Here are 5 things I’ve learnt as a Non-Muslim fasting during Ramadan:

#1 You can learn to distinguish between cravings and hunger

I always thought it would be nearly impossible to fast continuously during Ramadan. That I would feel weak, grumpy and so low on energy that I would quit within the first few days. I couldn’t have been more wrong!

The first few days were hard as hell. But persisting through the initial days, made me invincible. All you need is a strong intent.

It made me realise that one can go without food and water for long periods – it’s all in the mind. One doesn’t need to eat all the time to get energy for day-to-day activities. Nor is food the only option to get comfort when stressed. I realised what we often experience are cravings, not hunger. When you get cravings, the mind thinks: I’m bored, let’s eat! When you are truly hungry, the mind thinks: my body needs nourishment!
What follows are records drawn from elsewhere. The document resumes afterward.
#[cfg(test)]
mod tests {
    use super::*;

    fn gf16() -> Field {
        Field::new(4, 0x13).unwrap()
    }

    #[test]
    fn test_field_creation() {
        let field = gf16();
        assert_eq!(field.order(), 4);
        assert_eq!(field.size(), 16);
        assert_eq!(field.multiplicative_order(), 15);
        assert_eq!(field.modular_polynomial(), 0x13);
        assert_eq!(field.to_string(), "GF(2^4)");
    }

    #[test]
    fn test_power_sequence() {
        let field = gf16();
        let powers: Vec<u32> = field.nonzero_elements().map(|e| e.value()).collect();
        assert_eq!(
            powers,
            vec![1, 2, 4, 8, 3, 6, 12, 11, 5, 10, 7, 14, 15, 13, 9]
        );

        let field = Field::new(3, 0xb).unwrap();
        let powers: Vec<u32> = field.nonzero_elements().map(|e| e.value()).collect();
        assert_eq!(powers, vec![1, 2, 4, 3, 6, 7, 5]);
    }

    #[test]
    fn test_invalid_fields() {
        assert!(Field::new(0, 0x1).is_err());
        assert!(Field::new(17, 0x3_0001).is_err());
        // wrong degree
        assert!(Field::new(4, 0x25).is_err());
        assert!(Field::new(4, 0x7).is_err());
        // x^4
        assert!(Field::new(4, 0x10).is_err());
        // irreducible but α has order 5
        assert!(matches!(
            Field::new(4, 0x1f),
            Err(Error::InvalidField(_))
        ));
        // reducible: (x^2 + x + 1)^2
        assert!(Field::new(4, 0x15).is_err());
    }

    #[test]
    fn test_default_polynomials() {
        for order in 1..=MAX_FIELD_ORDER {
            let field = Field::with_order(order).unwrap();
            assert_eq!(field.order(), order);
        }
        assert!(Field::with_order(0).is_err());
        assert!(Field::with_order(17).is_err());
    }

    #[test]
    fn test_field_axioms() {
        let field = gf16();
        for a in field.nonzero_elements() {
            assert_eq!(&a / &a, field.one());
            assert_eq!(&a * &a.inverse().unwrap(), field.one());
            assert_eq!(&a + &a, field.zero());
            assert_eq!(&a * &field.one(), a);
            assert_eq!(&a + &field.zero(), a);
            for b in field.nonzero_elements() {
                assert_eq!(&(&a * &b) / &b, a);
                assert_eq!(&a * &b, &b * &a);
            }
        }
    }

    #[test]
    fn test_log_exp_inverse() {
        let field = Field::with_order(8).unwrap();
        for power in 0..field.multiplicative_order() {
            assert_eq!(field.from_power(power).power().unwrap(), power);
        }
        for element in field.elements().skip(1) {
            assert_eq!(field.from_power(element.power().unwrap()), element);
        }
        assert_eq!(field.from_power(255), field.one());
    }

    #[test]
    fn test_zero_element() {
        let field = gf16();
        let zero = field.zero();
        assert_eq!(zero.power(), Err(Error::ZeroLogarithm));
        assert_eq!(zero.inverse(), Err(Error::DivisionByZero));
        assert_eq!(field.one().checked_div(&zero), Err(Error::DivisionByZero));
        assert_eq!(&zero * &field.from_power(3), zero);
        assert_eq!(&zero / &field.from_power(3), zero);
        assert_eq!(zero.pow(0), field.one());
        assert_eq!(zero.pow(4), zero);
    }

    #[test]
    fn test_pow() {
        let field = gf16();
        let alpha = field.from_power(1);
        assert_eq!(alpha.pow(4).value(), 3);
        assert_eq!(alpha.pow(15), field.one());
        assert_eq!(field.from_power(7).pow(3), field.from_power(21));
    }

    #[test]
    fn test_element_out_of_range() {
        let field = gf16();
        assert!(field.element(15).is_ok());
        assert!(field.element(16).is_err());
    }

    #[test]
    fn test_field_equality() {
        let a = gf16();
        let b = gf16();
        let c = Field::new(4, 0x19).unwrap();
        assert_eq!(a, b);
        assert_ne!(a, c);
        assert_eq!(a.from_power(2), b.from_power(2));
        assert_ne!(a.from_power(2), c.from_power(2));
        assert_eq!(
            a.from_power(2).checked_mul(&c.from_power(1)),
            Err(Error::FieldMismatch)
        );
    }

    #[test]
    #[should_panic]
    fn test_mixing_fields_panics() {
        let a = gf16();
        let c = Field::new(4, 0x19).unwrap();
        let _ = a.from_power(1) + c.from_power(1);
    }

    #[test]
    #[should_panic]
    fn test_division_by_zero_panics() {
        let field = gf16();
        let _ = field.one() / field.zero();
    }

    #[test]
    fn test_assign_operators() {
        let field = gf16();
        let mut value = field.from_power(3);
        value *= field.from_power(4);
        assert_eq!(value, field.from_power(7));
        value /= field.from_power(7);
        assert!(value.is_one());
        value += field.one();
        assert!(value.is_zero());
        value -= field.from_power(1);
        assert_eq!(value.value(), 2);
    }

    #[test]
    fn test_display() {
        let field = gf16();
        assert_eq!(field.zero().to_string(), "0");
        assert_eq!(field.from_power(5).to_string(), "α^5");
        assert_eq!(format!("{:?}", field), "GF(2^4) mod 0x13");
    }
}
There is always a choice! Whether to give in to your cravings or take control of them.

It’s all about what story we tell ourselves. I was aware that food and drinks were not the options to lean towards during the day. So, I had no choice but to focus my attention on something else. People across different cultures fast as part of their religious practices. But when it comes to their health and wellbeing, controlling the urge to eat that extra dessert seems like a crazy idea. Fasting during Ramadan made me internalise that we have full control over our desires.

#2 You can conserve energy by gaining control over your emotions

It was the winter season in Sydney when I fasted during Ramadan. My flatmate and I were unable to wake up early morning for Sehri (pre-dawn meal). In all honesty, we did try for a few days. But eating a full-fledged meal at that time of the day, seemed unreasonable. I didn’t even feel like eating something as light as fruits. So we ended up with a small eating window between Iftar (after sunset) and sleep time.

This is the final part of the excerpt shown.